Un acuerdo impostergable

Hace un tiempo que se dispara entre algunos amigos la comparación entre Alberto Fernández y Fernando De La Rúa. Eso sin olvidar algunas diferencias personales: De La Rúa si era profesor titular de la UBA y había hecho una carrera política dilatada e intachable.

A partir de los discursos presidenciales del jueves y viernes estoy, sintiendo, pensando, que el presidente perdió autoridad, como De La Rúa en el último tramo de su gobierno.

Se puede comparar esta crisis con la del 2001,o la de 1989?  es difícil contestar con certeza. Pienso que lo que estamos viviendo es más grave, obvio en lo sanitario, en lo económico la caída no es abrupta, pero golpea con inclemencia en la industria, el comercio, los servicios y en vastos sectores sociales que han caído estadísticamente en la pobreza y millones que son más pobres que hace un año, o dos, o tres, o cuatro.

La crisis sanitaria es grave, ante ella el gobierno muestra desorganización, improvisación y magros resultados.

En lo económico, para planchar el dólar, el gobierno emite bonos, (deuda), al 18% de interés en dólares, al mismo tiempo emite cada vez más para cubrir el déficit fiscal, la inflación mensual acaba de marcar 4,8,  comparable con índices de 1989  que terminó en híper inflación, se sigue demorando el acuerdo con el FMI y no tenemos acceso al crédito, que en este momento sobra en el mundo a intereses muy bajos.

Las respuestas ante este complejo panorama son viejas:  controles de precios, precios cuidados, cepo cambiario, importaciones paradas, trabas para las exportaciones, no solo de carne dispuesta en estos días, más impuestos, un sistema para controlar la producción de las empresas. Es decir, un camino sin paradas hacia el fracaso.

En lo político, en aquel entonces la caída de De la Rúa desató una gran turbulencia social, pero el sistema político estaba en condiciones de construir consensos y dar respuestas. Hoy, el gobierno provoca la confrontación, hasta casi el insulto, la arbitrariedad hasta en la distribución y la aplicación de las vacunas con privilegios.

La actitud confrontativa del gobierno excede el sistema político, también son víctimas de agresiones empresarios, profesionales de la salud, comunidades educativas y otros actores sociales.

Para gestionar la pandemia, para ordenar la economía, para generar la tranquilidad ciudadana hace falta autoridad sostenida en la confianza, no en tentaciones autocráticas.

Hace faltan un acuerdo político que genere esa autoridad que hoy el gobierno no tiene. En este acuerdo impostergable no puede limitarse al parlamento, los gobernadores e intendentes, el acuerdo debe ser de los máximos referentes políticos.
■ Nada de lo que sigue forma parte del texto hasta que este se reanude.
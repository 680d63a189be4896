// lotus-client/tests/api_roundtrip.rs
// Integration tests against an in-process fixture server

use std::collections::HashMap;

use axum::{
    Form, Json, Router,
    extract::Query,
    http::{HeaderMap, StatusCode, header},
    response::IntoResponse,
    routing::{get, post},
};
use lotus_client::{ClientConfig, ClientError, HttpClient};
use serde_json::{Value, json};
use shared::models::{LoginRequest, Period, ProductPayload, SyncAction};

/// Bind the fixture router on an ephemeral port and return its base URL.
async fn spawn_server(app: Router) -> String {
    let listener = tokio::net::TcpListener::bind("127.0.0.1:0").await.unwrap();
    let addr = listener.local_addr().unwrap();
    tokio::spawn(async move {
        axum::serve(listener, app).await.unwrap();
    });
    format!("http://{}", addr)
}

fn client_for(base: &str) -> HttpClient {
    ClientConfig::new(base)
        .with_catalog_url(base)
        .with_auth_url(base)
        .build()
}

#[tokio::test]
async fn test_metric_conversions() {
    let app = Router::new()
        .route(
            "/main-dashboard/avg-automation-rate",
            get(|Query(params): Query<HashMap<String, String>>| async move {
                // echo the requested period back so the test can see it
                Json(json!({
                    "period": params.get("period"),
                    "start_date": "2026-08-01T00:00:00Z",
                    "end_date": "2026-08-02T00:00:00Z",
                    "avg_automation_rate": 0.42
                }))
            }),
        )
        .route(
            "/main-dashboard/new-customers",
            get(|| async {
                Json(json!({
                    "period": "day",
                    "start_date": "2026-08-01T00:00:00Z",
                    "end_date": "2026-08-02T00:00:00Z",
                    "count": 7
                }))
            }),
        )
        .route(
            "/main-dashboard/agent-avg-response-time",
            get(|| async {
                // no data in the window: average field absent
                Json(json!({
                    "period": "day",
                    "start_date": "2026-08-01T00:00:00Z",
                    "end_date": "2026-08-02T00:00:00Z"
                }))
            }),
        );

    let base = spawn_server(app).await;
    let client = client_for(&base);

    let rate = client.avg_automation_rate(Period::Day).await.unwrap();
    assert!((rate - 42.0).abs() < 1e-9, "fraction converted to percent");

    assert_eq!(client.new_customers(Period::Day).await.unwrap(), 7);

    let agent = client.agent_avg_response_time(Period::Day).await.unwrap();
    assert_eq!(agent, 0.0, "absent average maps to zero");
}

#[tokio::test]
async fn test_unauthorized_is_split_out() {
    let app = Router::new().route(
        "/main-dashboard/new-customers",
        get(|| async { (StatusCode::UNAUTHORIZED, "token expired").into_response() }),
    );

    let base = spawn_server(app).await;
    let client = client_for(&base);

    let err = client.new_customers(Period::Hour).await.unwrap_err();
    assert!(err.is_unauthorized());
    assert!(matches!(err, ClientError::Unauthorized));
}

#[tokio::test]
async fn test_html_on_success_is_rejected() {
    let app = Router::new().route(
        "/customer/all",
        get(|| async {
            (
                [(header::CONTENT_TYPE, "text/html; charset=utf-8")],
                "<html>tunnel warning page</html>",
            )
        }),
    );

    let base = spawn_server(app).await;
    let client = client_for(&base);

    let err = client.all_customers().await.unwrap_err();
    assert!(matches!(err, ClientError::InvalidResponse(_)));
}

#[tokio::test]
async fn test_error_body_is_trimmed() {
    let app = Router::new().route(
        "/customer/all",
        get(|| async { (StatusCode::INTERNAL_SERVER_ERROR, "e".repeat(5000)) }),
    );

    let base = spawn_server(app).await;
    let client = client_for(&base);

    match client.all_customers().await.unwrap_err() {
        ClientError::Status { status, body } => {
            assert_eq!(status, 500);
            assert_eq!(body.len(), 300);
        }
        other => panic!("unexpected error: {other:?}"),
    }
}

#[tokio::test]
async fn test_product_list_query_parameters() {
    let app = Router::new().route(
        "/api/products",
        get(|Query(params): Query<HashMap<String, String>>| async move {
            // fixture echoes the search query as the product name
            let q = params.get("q").cloned().unwrap_or_default();
            let page: u32 = params.get("page").and_then(|v| v.parse().ok()).unwrap_or(0);
            let limit: u32 = params.get("limit").and_then(|v| v.parse().ok()).unwrap_or(0);
            Json(json!({
                "data": [{"name": q}],
                "pagination": {"page": page, "limit": limit, "total": 31}
            }))
        }),
    );

    let base = spawn_server(app).await;
    let client = client_for(&base);

    let resp = client.list_products(2, 10, "lotus tea").await.unwrap();
    assert_eq!(resp.data[0].name, "lotus tea", "query survives URL encoding");
    assert_eq!(resp.pagination.page, 2);
    assert_eq!(resp.pagination.total_pages(), 4);
}

#[tokio::test]
async fn test_process_product_posts_action_tags() {
    let app = Router::new().route(
        "/api/products/process",
        post(|Json(body): Json<Value>| async move {
            // fixture answers with the aggregate the edit would produce
            Json(json!({
                "id": 9,
                "name": body["name"],
                "has_variants": body["has_variants"],
                "action_seen": body["action"]
            }))
        }),
    );

    let base = spawn_server(app).await;
    let client = client_for(&base);

    let payload = ProductPayload {
        action: SyncAction::Create,
        id: None,
        name: "Herbal Mask".into(),
        brand: None,
        short_description: None,
        description: None,
        has_variants: false,
        general_attributes: vec![],
        variant_options: vec![],
        images: vec![],
        variances: vec![],
    };

    let product = client.process_product(&payload).await.unwrap();
    assert_eq!(product.id, Some(9));
    assert_eq!(product.name, "Herbal Mask");
}

#[tokio::test]
async fn test_login_and_validate_flow() {
    let app = Router::new()
        .route(
            "/auth/login",
            post(|Form(req): Form<LoginRequest>| async move {
                if req.username == "admin" && req.password == "secret" {
                    Json(json!({"access_token": "tok-1"})).into_response()
                } else {
                    (StatusCode::UNAUTHORIZED, "bad credentials").into_response()
                }
            }),
        )
        .route(
            "/auth/validate",
            get(|headers: HeaderMap| async move {
                let auth = headers
                    .get(header::AUTHORIZATION)
                    .and_then(|v| v.to_str().ok());
                match auth {
                    Some("Bearer tok-1") => Json(json!({"username": "admin"})).into_response(),
                    _ => (StatusCode::UNAUTHORIZED, "missing token").into_response(),
                }
            }),
        );

    let base = spawn_server(app).await;
    let mut client = client_for(&base);

    // wrong password surfaces as Unauthorized
    let err = client.login("admin", "nope").await.unwrap_err();
    assert!(err.is_unauthorized());

    // without a token, validation fails
    assert!(client.validate_token().await.is_err());

    let resp = client.login("admin", "secret").await.unwrap();
    client.set_token(resp.access_token);

    let user = client.validate_token().await.unwrap();
    assert_eq!(user.username, "admin");

    // logout is client-side: clearing the token de-authenticates
    client.clear_token();
    assert!(client.validate_token().await.unwrap_err().is_unauthorized());
}

#[tokio::test]
async fn test_upload_returns_hosted_url() {
    let app = Router::new().route(
        "/api/upload",
        post(|headers: HeaderMap| async move {
            if headers.get(header::AUTHORIZATION).is_none() {
                return (StatusCode::UNAUTHORIZED, "missing token").into_response();
            }
            Json(json!({"url": "https://cdn.local/img/1.png"})).into_response()
        }),
    );

    let base = spawn_server(app).await;
    let mut client = client_for(&base);

    // unauthenticated upload is refused
    assert!(
        client
            .upload_image("photo.png", vec![1, 2, 3])
            .await
            .unwrap_err()
            .is_unauthorized()
    );

    client.set_token("tok-1");
    let url = client.upload_image("photo.png", vec![1, 2, 3]).await.unwrap();
    assert_eq!(url, "https://cdn.local/img/1.png");
}
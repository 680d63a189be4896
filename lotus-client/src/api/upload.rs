//! Image upload API
//!
//! Multipart upload returning a hosted URL. The staged image then rides
//! along in the sync payload as a create-tagged URL entry.

use reqwest::multipart::{Form, Part};
use shared::models::UploadResponse;

use crate::{ClientResult, HttpClient};

impl HttpClient {
    /// Upload one image file, returning its hosted URL.
    pub async fn upload_image(&self, file_name: &str, bytes: Vec<u8>) -> ClientResult<String> {
        let mime = mime_guess::from_path(file_name)
            .first_or_octet_stream()
            .essence_str()
            .to_string();

        let part = Part::bytes(bytes)
            .file_name(file_name.to_string())
            .mime_str(&mime)?;
        let form = Form::new().part("file", part);

        let resp: UploadResponse = self
            .post_multipart(self.catalog_url("/api/upload"), form)
            .await?;
        Ok(resp.url)
    }
}
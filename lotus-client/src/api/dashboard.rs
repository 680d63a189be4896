//! Dashboard metrics API
//!
//! Seven aggregate metrics, each behind its own endpoint so one slow or
//! failing metric never blocks the others.

use shared::models::{AutomationRateResponse, CountResponse, Period, TimeResponse};

use crate::{ClientResult, HttpClient};

impl HttpClient {
    /// Customers who interacted before and came back within the period.
    pub async fn returning_customers(&self, period: Period) -> ClientResult<u64> {
        let resp: CountResponse = self
            .get_json(self.api_url(&format!("/main-dashboard/returning-customers?period={}", period)))
            .await?;
        Ok(resp.count)
    }

    /// Customers who interacted for the first time within the period.
    pub async fn new_customers(&self, period: Period) -> ClientResult<u64> {
        let resp: CountResponse = self
            .get_json(self.api_url(&format!("/main-dashboard/new-customers?period={}", period)))
            .await?;
        Ok(resp.count)
    }

    /// Appointments created within the period.
    pub async fn new_appointments(&self, period: Period) -> ClientResult<u64> {
        let resp: CountResponse = self
            .get_json(self.api_url(&format!("/main-dashboard/new-appointments?period={}", period)))
            .await?;
        Ok(resp.count)
    }

    /// Average agent response time in seconds.
    pub async fn agent_avg_response_time(&self, period: Period) -> ClientResult<f64> {
        let resp: TimeResponse = self
            .get_json(self.api_url(&format!(
                "/main-dashboard/agent-avg-response-time?period={}",
                period
            )))
            .await?;
        Ok(resp.avg_response_time.unwrap_or_default())
    }

    /// Average time from session start to appointment completion.
    pub async fn appointment_avg_completion_time(&self, period: Period) -> ClientResult<f64> {
        let resp: TimeResponse = self
            .get_json(self.api_url(&format!(
                "/main-dashboard/appointment-avg-completion-time?period={}",
                period
            )))
            .await?;
        Ok(resp.avg_completion_time.unwrap_or_default())
    }

    /// Average customer response time in seconds.
    pub async fn customer_avg_response_time(&self, period: Period) -> ClientResult<f64> {
        let resp: TimeResponse = self
            .get_json(self.api_url(&format!(
                "/main-dashboard/customer-avg-response-time?period={}",
                period
            )))
            .await?;
        Ok(resp.avg_customer_response_time.unwrap_or_default())
    }

    /// Share of replies handled by the bot, as a percentage (0-100).
    pub async fn avg_automation_rate(&self, period: Period) -> ClientResult<f64> {
        let resp: AutomationRateResponse = self
            .get_json(self.api_url(&format!(
                "/main-dashboard/avg-automation-rate?period={}",
                period
            )))
            .await?;
        // Wire value is a 0-1 fraction
        Ok(resp.avg_automation_rate * 100.0)
    }
}
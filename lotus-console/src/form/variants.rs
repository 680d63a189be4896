//! Variant generation
//!
//! The variant list is always the Cartesian product of the valid option
//! groups, enumerated with the first group as the outer loop so the
//! ordering is reproducible for identical inputs. Regeneration carries
//! operator-entered price/stock/SKU (and the server id) over to every
//! combination that still exists.
//!
//! Identity across regenerations is the sorted (group, value) tuple, not
//! the joined display string, so a value containing the separator cannot
//! collide; each variant also keeps a synthetic `uid` from its first
//! appearance.

use std::collections::BTreeMap;
use std::collections::HashMap;

use serde::Serialize;
use shared::models::ProductVariance;
use uuid::Uuid;

use super::options::OptionGroup;

/// Join separator for the human-readable variant name (display only).
pub const NAME_SEPARATOR: &str = " - ";

/// Sorted (group, value) pairs; the reconciliation key.
pub type AttributeKey = Vec<(String, String)>;

#[derive(Debug, Clone, PartialEq, Serialize)]
pub struct Variant {
    /// Stable synthetic identity, assigned at first generation.
    pub uid: Uuid,
    /// Server-side variance id, if this combination exists server-side.
    pub server_id: Option<i64>,
    /// Values joined by [`NAME_SEPARATOR`], in group order.
    pub display_name: String,
    /// option-group name -> selected value
    pub attributes: BTreeMap<String, String>,
    pub price: f64,
    pub stock: i64,
    pub sku: String,
}

impl Variant {
    /// Reconciliation key: attribute pairs in sorted order.
    pub fn key(&self) -> AttributeKey {
        // BTreeMap iteration is already sorted by group name
        self.attributes
            .iter()
            .map(|(k, v)| (k.clone(), v.clone()))
            .collect()
    }
}

/// Seed variants from a server snapshot's variances.
pub fn from_variances(variances: &[ProductVariance]) -> Vec<Variant> {
    variances
        .iter()
        .map(|v| Variant {
            uid: Uuid::new_v4(),
            server_id: v.id,
            display_name: v.name.clone(),
            attributes: v.attributes.clone(),
            price: v.price.amount,
            stock: v.stock,
            sku: v.sku.clone(),
        })
        .collect()
}

/// Compute the full combination set for the given groups, carrying data
/// over from `previous` wherever the attribute combination survived.
pub fn generate(groups: &[OptionGroup], previous: &[Variant]) -> Vec<Variant> {
    let valid: Vec<&OptionGroup> = groups.iter().filter(|g| g.is_valid()).collect();
    if valid.is_empty() {
        return Vec::new();
    }

    // each prior variant may donate its data to at most one combination
    let mut prior: HashMap<AttributeKey, Variant> =
        previous.iter().map(|v| (v.key(), v.clone())).collect();

    // first group is the outer loop, last group the inner loop
    let mut combos: Vec<Vec<String>> = vec![Vec::new()];
    for group in &valid {
        let mut next = Vec::with_capacity(combos.len() * group.values.len());
        for combo in &combos {
            for value in &group.values {
                let mut extended = combo.clone();
                extended.push(value.clone());
                next.push(extended);
            }
        }
        combos = next;
    }

    combos
        .into_iter()
        .map(|combo| {
            let attributes: BTreeMap<String, String> = valid
                .iter()
                .zip(&combo)
                .map(|(group, value)| (group.name.clone(), value.clone()))
                .collect();
            let key: AttributeKey = attributes
                .iter()
                .map(|(k, v)| (k.clone(), v.clone()))
                .collect();
            let display_name = combo.join(NAME_SEPARATOR);

            match prior.remove(&key) {
                Some(prev) => Variant {
                    uid: prev.uid,
                    server_id: prev.server_id,
                    display_name,
                    attributes,
                    price: prev.price,
                    stock: prev.stock,
                    sku: prev.sku,
                },
                None => Variant {
                    uid: Uuid::new_v4(),
                    server_id: None,
                    display_name,
                    attributes,
                    price: 0.0,
                    stock: 0,
                    sku: String::new(),
                },
            }
        })
        .collect()
}

/// Apply a bulk edit across all variants. A `None` field leaves the
/// per-variant value alone; the SKU prefix numbers variants 1-based in
/// display order.
pub fn bulk_apply(
    variants: &mut [Variant],
    price: Option<f64>,
    stock: Option<i64>,
    sku_prefix: Option<&str>,
) {
    for (index, variant) in variants.iter_mut().enumerate() {
        if let Some(price) = price {
            variant.price = price;
        }
        if let Some(stock) = stock {
            variant.stock = stock;
        }
        if let Some(prefix) = sku_prefix {
            variant.sku = format!("{}-{}", prefix, index + 1);
        }
    }
}

#[cfg(test)]
mod tests {
    use super::*;

    fn group(name: &str, values: &[&str]) -> OptionGroup {
        OptionGroup {
            name: name.to_string(),
            values: values.iter().map(|v| v.to_string()).collect(),
        }
    }

    #[test]
    fn test_cartesian_product_size_and_order() {
        let groups = [
            group("Color", &["Red", "Blue"]),
            group("Size", &["S", "M", "L"]),
        ];
        let variants = generate(&groups, &[]);

        assert_eq!(variants.len(), 6);
        // first group varies slowest
        let names: Vec<&str> = variants.iter().map(|v| v.display_name.as_str()).collect();
        assert_eq!(
            names,
            vec!["Red - S", "Red - M", "Red - L", "Blue - S", "Blue - M", "Blue - L"]
        );
    }

    #[test]
    fn test_no_duplicate_combinations() {
        let groups = [
            group("Color", &["Red", "Blue"]),
            group("Size", &["S", "M"]),
            group("Material", &["Silk", "Linen"]),
        ];
        let variants = generate(&groups, &[]);
        assert_eq!(variants.len(), 8);

        let mut keys: Vec<AttributeKey> = variants.iter().map(Variant::key).collect();
        keys.sort();
        keys.dedup();
        assert_eq!(keys.len(), 8);
    }

    #[test]
    fn test_invalid_groups_are_skipped() {
        let groups = [
            group("Color", &["Red"]),
            group("", &["S", "M"]),      // unnamed
            group("Material", &[]),      // no values
        ];
        let variants = generate(&groups, &[]);
        assert_eq!(variants.len(), 1);
        assert_eq!(variants[0].display_name, "Red");
    }

    #[test]
    fn test_no_valid_groups_means_no_variants() {
        assert!(generate(&[group("", &[])], &[]).is_empty());
        assert!(generate(&[], &[]).is_empty());
    }

    #[test]
    fn test_regeneration_preserves_edits() {
        let mut groups = vec![group("Color", &["Red", "Blue"])];
        let mut variants = generate(&groups, &[]);
        variants[0].price = 12.5;
        variants[0].stock = 3;
        variants[0].sku = "RED-1".to_string();
        variants[0].server_id = Some(77);
        let red_uid = variants[0].uid;

        // unrelated group added: Red survives with its data intact
        groups.push(group("Size", &["S"]));
        let regenerated = generate(&groups, &variants);
        assert_eq!(regenerated.len(), 2);

        // Red-S is a new combination, so fields reset, but Blue edits are
        // a different key; check carryover on the same single-group set
        groups.truncate(1);
        let back = generate(&groups, &variants);
        let red = back.iter().find(|v| v.display_name == "Red").unwrap();
        assert_eq!(red.price, 12.5);
        assert_eq!(red.stock, 3);
        assert_eq!(red.sku, "RED-1");
        assert_eq!(red.server_id, Some(77));
        assert_eq!(red.uid, red_uid);
    }

    #[test]
    fn test_adding_a_value_keeps_existing_combinations() {
        let mut groups = vec![
            group("Color", &["Red", "Blue"]),
            group("Size", &["S"]),
        ];
        let mut variants = generate(&groups, &[]);
        for (i, v) in variants.iter_mut().enumerate() {
            v.price = (i as f64 + 1.0) * 10.0;
            v.sku = format!("SKU-{}", i);
        }

        groups[1].values.push("M".to_string());
        let regenerated = generate(&groups, &variants);
        assert_eq!(regenerated.len(), 4);

        let red_s = regenerated
            .iter()
            .find(|v| v.display_name == "Red - S")
            .unwrap();
        assert_eq!(red_s.price, 10.0);
        assert_eq!(red_s.sku, "SKU-0");

        let red_m = regenerated
            .iter()
            .find(|v| v.display_name == "Red - M")
            .unwrap();
        assert_eq!(red_m.price, 0.0);
        assert_eq!(red_m.sku, "");
        assert!(red_m.server_id.is_none());
    }

    #[test]
    fn test_removing_a_group_drops_its_attribute_key() {
        let groups = vec![
            group("Color", &["Red"]),
            group("Size", &["S", "M"]),
        ];
        let variants = generate(&groups, &[]);

        let remaining = vec![group("Color", &["Red"])];
        let regenerated = generate(&remaining, &variants);
        assert_eq!(regenerated.len(), 1);
        assert!(
            regenerated
                .iter()
                .all(|v| !v.attributes.contains_key("Size"))
        );
    }

    #[test]
    fn test_separator_in_value_cannot_collide() {
        // "A - B" + "C" vs "A" + "B - C" join to the same display string
        let first = generate(
            &[group("Left", &["A - B"]), group("Right", &["C"])],
            &[],
        );
        let mut seeded = first;
        seeded[0].price = 99.0;

        let second = generate(
            &[group("Left", &["A"]), group("Right", &["B - C"])],
            &seeded,
        );
        assert_eq!(second[0].display_name, seeded[0].display_name);
        // same display string, different attribute key: no carryover
        assert_eq!(second[0].price, 0.0);
    }

    #[test]
    fn test_bulk_apply() {
        let groups = [group("Color", &["Red", "Blue", "Green"])];
        let mut variants = generate(&groups, &[]);
        variants[1].price = 5.0;

        bulk_apply(&mut variants, Some(20.0), None, Some("TEA"));
        assert!(variants.iter().all(|v| v.price == 20.0));
        assert_eq!(variants[0].sku, "TEA-1");
        assert_eq!(variants[2].sku, "TEA-3");
        assert_eq!(variants[0].stock, 0, "stock untouched when None");
    }
}
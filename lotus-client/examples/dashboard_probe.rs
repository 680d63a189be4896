//! Probe the dashboard metrics of a running backend.
//!
//! ```bash
//! cargo run --example dashboard_probe -- http://localhost:3001 <token>
//! ```

use lotus_client::ClientConfig;
use shared::models::Period;
use tracing_subscriber::EnvFilter;

#[tokio::main]
async fn main() -> anyhow::Result<()> {
    tracing_subscriber::fmt()
        .with_env_filter(EnvFilter::try_from_default_env().unwrap_or_else(|_| "info".into()))
        .init();

    let mut args = std::env::args().skip(1);
    let api_url = args
        .next()
        .unwrap_or_else(|| "http://localhost:3001".to_string());

    let mut config = ClientConfig::new(&api_url);
    if let Some(token) = args.next() {
        config = config.with_token(token);
    }
    let client = config.build();

    let period = Period::Day;
    let (automation, new_customers, returning) = tokio::join!(
        client.avg_automation_rate(period),
        client.new_customers(period),
        client.returning_customers(period),
    );

    tracing::info!(value = ?automation, "automation rate (percent)");
    tracing::info!(value = ?new_customers, "new customers");
    tracing::info!(value = ?returning, "returning customers");

    Ok(())
}
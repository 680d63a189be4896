//! Customer detail state
//!
//! Per-customer metrics and session list, plus lazily loaded chat
//! histories keyed by session.

use std::collections::HashMap;

use lotus_client::{ClientResult, HttpClient};
use shared::models::{ChatMessage, Customer, Period, Session};

use crate::cell::DataCell;

#[derive(Debug, Clone)]
pub struct CustomerDetail {
    pub customer: Customer,
    pub appointment_count: DataCell<u64>,
    /// Seconds
    pub avg_completion_time: DataCell<f64>,
    /// Seconds
    pub agent_response_time: DataCell<f64>,
    /// Seconds
    pub customer_response_time: DataCell<f64>,
    /// Percent (0-100)
    pub automation_rate: DataCell<f64>,
    pub sessions: DataCell<Vec<Session>>,
    chat_cache: HashMap<i64, Vec<ChatMessage>>,
}

impl CustomerDetail {
    pub fn new(customer: Customer) -> Self {
        Self {
            customer,
            appointment_count: DataCell::default(),
            avg_completion_time: DataCell::default(),
            agent_response_time: DataCell::default(),
            customer_response_time: DataCell::default(),
            automation_rate: DataCell::default(),
            sessions: DataCell::default(),
            chat_cache: HashMap::new(),
        }
    }

    /// Fetch the session list and all five metrics concurrently.
    pub async fn load(&mut self, client: &HttpClient, period: Option<Period>) {
        let id = self.customer.id;

        self.appointment_count.begin();
        self.avg_completion_time.begin();
        self.agent_response_time.begin();
        self.customer_response_time.begin();
        self.automation_rate.begin();
        self.sessions.begin();

        let (
            appointment_count,
            avg_completion_time,
            agent_response_time,
            customer_response_time,
            automation_rate,
            sessions,
        ) = tokio::join!(
            client.customer_appointment_completions(id),
            client.customer_avg_completion_time(id, period),
            client.customer_agent_avg_response_time(id, period),
            client.customer_own_avg_response_time(id, period),
            client.customer_avg_automation_rate(id, period),
            client.customer_sessions(id),
        );

        self.appointment_count.apply(appointment_count);
        self.avg_completion_time.apply(avg_completion_time);
        self.agent_response_time.apply(agent_response_time);
        self.customer_response_time.apply(customer_response_time);
        self.automation_rate.apply(automation_rate);
        self.sessions.apply(sessions);
    }

    /// Chat history for one session, fetched once and cached.
    pub async fn chat_history(
        &mut self,
        client: &HttpClient,
        session_id: i64,
    ) -> ClientResult<&[ChatMessage]> {
        if !self.chat_cache.contains_key(&session_id) {
            let history = client.chat_history(session_id).await?;
            self.chat_cache.insert(session_id, history);
        }
        Ok(self
            .chat_cache
            .get(&session_id)
            .map(Vec::as_slice)
            .unwrap_or(&[]))
    }

    /// Already-loaded history, if any.
    pub fn cached_chat(&self, session_id: i64) -> Option<&[ChatMessage]> {
        self.chat_cache.get(&session_id).map(Vec::as_slice)
    }
}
En el 2001 fueron Alfonsín y Duhalde, hoy, imagino alrededor de una mesa al presidente, la vicepresidenta y el presidente de la cámara de diputados por el oficialismo, desde Juntos por el Cambio no pueden faltar Macri, Carrió y Cornejo.

Si el presidente no es capaz de construir esta mesa es posible que no pueda gobernar la nación.